▶ **To do**: Every line below that has "workflow" in it should be copied.
-------
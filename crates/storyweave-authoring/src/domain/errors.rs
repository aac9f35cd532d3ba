//! Error taxonomy for the authoring workflow.

use serde::Serialize;
use storyweave_core::error::ServiceError;
use thiserror::Error;

use super::workflow::Phase;

/// Why a draft or a publish attempt was rejected.
///
/// The display text is the message shown to the author.
#[derive(Debug, Clone, Copy, PartialEq, Eq, Error, Serialize)]
#[serde(rename_all = "snake_case")]
pub enum ValidationErrorKind {
    /// The draft has no characters.
    #[error("write at least one character")]
    EmptyContent,

    /// The draft is longer than the episode limit.
    #[error("the episode is longer than 200 characters")]
    TooLong,

    /// Some card word is missing from the draft.
    #[error("use every word on the card")]
    IncompleteWordUsage,

    /// No word card has been chosen.
    #[error("choose a word card first")]
    NoWordsSelected,

    /// The title is empty or whitespace.
    #[error("enter a title")]
    MissingTitle,

    /// No cover image has been chosen.
    #[error("choose a cover image")]
    MissingThumbnail,
}

/// A transition was invoked when its preconditions could not hold.
#[derive(Debug, Clone, PartialEq, Eq, Error)]
pub enum MisuseError {
    /// The action belongs to another phase.
    #[error("`{action}` is not allowed during {phase}")]
    WrongPhase {
        /// The rejected action.
        action: &'static str,
        /// The phase the workflow was in.
        phase: Phase,
    },

    /// The last episode cannot advance to another one.
    #[error("episode {0} is the last episode")]
    LastEpisodeReached(u32),

    /// A network-bound transition is still in flight.
    #[error("another request is still in progress")]
    Busy,

    /// The story has already been published.
    #[error("the story has already been published")]
    AlreadyPublished,

    /// A response arrived for a request that is no longer outstanding.
    #[error("response belongs to a request that is no longer outstanding")]
    StaleResponse,

    /// The requested word option does not exist.
    #[error("there is no word option {0}")]
    UnknownWordOption(usize),

    /// The requested cover image is not in the catalog.
    #[error("unknown cover image `{0}`")]
    UnknownThumbnail(String),
}

/// Any error the authoring workflow reports.
///
/// None of these is fatal; the workflow stays in a valid, resumable state.
#[derive(Debug, Clone, PartialEq, Eq, Error)]
pub enum AuthoringError {
    /// The author must fix the draft, title or selection.
    #[error(transparent)]
    Validation(#[from] ValidationErrorKind),

    /// An external service failed; the action may be retried.
    #[error(transparent)]
    ExternalService(#[from] ServiceError),

    /// The action was invoked out of sequence.
    #[error(transparent)]
    Misuse(#[from] MisuseError),
}
//! Test services: mock implementations of the story service traits.

use std::collections::VecDeque;
use std::sync::Mutex;

use async_trait::async_trait;
use storyweave_core::document::Document;
use storyweave_core::error::ServiceError;
use storyweave_core::services::{
    InitialWordSource, StoryGenerator, StoryPublisher, ThumbnailCatalog,
};
use storyweave_core::story::{PublishedStory, SaveStoryRequest, ThumbnailTemplate};
use storyweave_core::word_card::WordCard;

/// A generator that replays scripted answers in order and records every
/// chapter it was sent. Once the script runs out every call fails.
#[derive(Debug)]
pub struct ScriptedGenerator {
    script: Mutex<VecDeque<Result<Vec<WordCard>, ServiceError>>>,
    requests: Mutex<Vec<Document>>,
}

impl ScriptedGenerator {
    /// Creates a generator that answers with `script`, one entry per call.
    #[must_use]
    pub fn new(script: Vec<Result<Vec<WordCard>, ServiceError>>) -> Self {
        Self {
            script: Mutex::new(script.into()),
            requests: Mutex::new(Vec::new()),
        }
    }

    /// Returns the chapters sent so far.
    ///
    /// # Panics
    ///
    /// Panics if the internal mutex is poisoned.
    pub fn requests(&self) -> Vec<Document> {
        self.requests.lock().unwrap().clone()
    }
}

#[async_trait]
impl StoryGenerator for ScriptedGenerator {
    async fn next_word_cards(&self, chapter: &Document) -> Result<Vec<WordCard>, ServiceError> {
        self.requests.lock().unwrap().push(chapter.clone());
        self.script
            .lock()
            .unwrap()
            .pop_front()
            .unwrap_or_else(|| Err(ServiceError::Transport("script exhausted".into())))
    }
}

/// A publisher that accepts every story, answering with a fixed id, and
/// records each request.
#[derive(Debug)]
pub struct RecordingPublisher {
    story_id: String,
    requests: Mutex<Vec<SaveStoryRequest>>,
}

impl RecordingPublisher {
    /// Creates a publisher that reports `story_id` for every save.
    #[must_use]
    pub fn new(story_id: impl Into<String>) -> Self {
        Self {
            story_id: story_id.into(),
            requests: Mutex::new(Vec::new()),
        }
    }

    /// Returns the requests saved so far.
    ///
    /// # Panics
    ///
    /// Panics if the internal mutex is poisoned.
    pub fn requests(&self) -> Vec<SaveStoryRequest> {
        self.requests.lock().unwrap().clone()
    }
}

#[async_trait]
impl StoryPublisher for RecordingPublisher {
    async fn save_story(&self, request: &SaveStoryRequest) -> Result<PublishedStory, ServiceError> {
        self.requests.lock().unwrap().push(request.clone());
        Ok(PublishedStory {
            story_id: Some(self.story_id.clone()),
        })
    }
}

/// A word source that always offers the same cards.
#[derive(Debug)]
pub struct StaticWordSource(Vec<WordCard>);

impl StaticWordSource {
    /// Creates a source offering `cards`.
    #[must_use]
    pub fn new(cards: Vec<WordCard>) -> Self {
        Self(cards)
    }
}

#[async_trait]
impl InitialWordSource for StaticWordSource {
    async fn initial_word_cards(&self) -> Result<Vec<WordCard>, ServiceError> {
        Ok(self.0.clone())
    }
}

/// A thumbnail catalog with a fixed list of templates.
#[derive(Debug)]
pub struct StaticThumbnailCatalog(Vec<ThumbnailTemplate>);

impl StaticThumbnailCatalog {
    /// Creates a catalog listing `templates`.
    #[must_use]
    pub fn new(templates: Vec<ThumbnailTemplate>) -> Self {
        Self(templates)
    }
}

#[async_trait]
impl ThumbnailCatalog for StaticThumbnailCatalog {
    async fn thumbnail_templates(&self) -> Result<Vec<ThumbnailTemplate>, ServiceError> {
        Ok(self.0.clone())
    }
}

/// A backend that is down: every service call fails with a 503.
#[derive(Debug)]
pub struct UnavailableService;

#[async_trait]
impl StoryGenerator for UnavailableService {
    async fn next_word_cards(&self, _chapter: &Document) -> Result<Vec<WordCard>, ServiceError> {
        Err(ServiceError::Status(503))
    }
}

#[async_trait]
impl StoryPublisher for UnavailableService {
    async fn save_story(
        &self,
        _request: &SaveStoryRequest,
    ) -> Result<PublishedStory, ServiceError> {
        Err(ServiceError::Status(503))
    }
}

#[async_trait]
impl InitialWordSource for UnavailableService {
    async fn initial_word_cards(&self) -> Result<Vec<WordCard>, ServiceError> {
        Err(ServiceError::Status(503))
    }
}

#[async_trait]
impl ThumbnailCatalog for UnavailableService {
    async fn thumbnail_templates(&self) -> Result<Vec<ThumbnailTemplate>, ServiceError> {
        Err(ServiceError::Status(503))
    }
}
-------
▶ **Response box**:
//! Error taxonomy for the authoring workflow.
use super::workflow::Phase;
        /// The phase the workflow was in.
/// Any error the authoring workflow reports.
/// None of these is fatal; the workflow stays in a valid, resumable state.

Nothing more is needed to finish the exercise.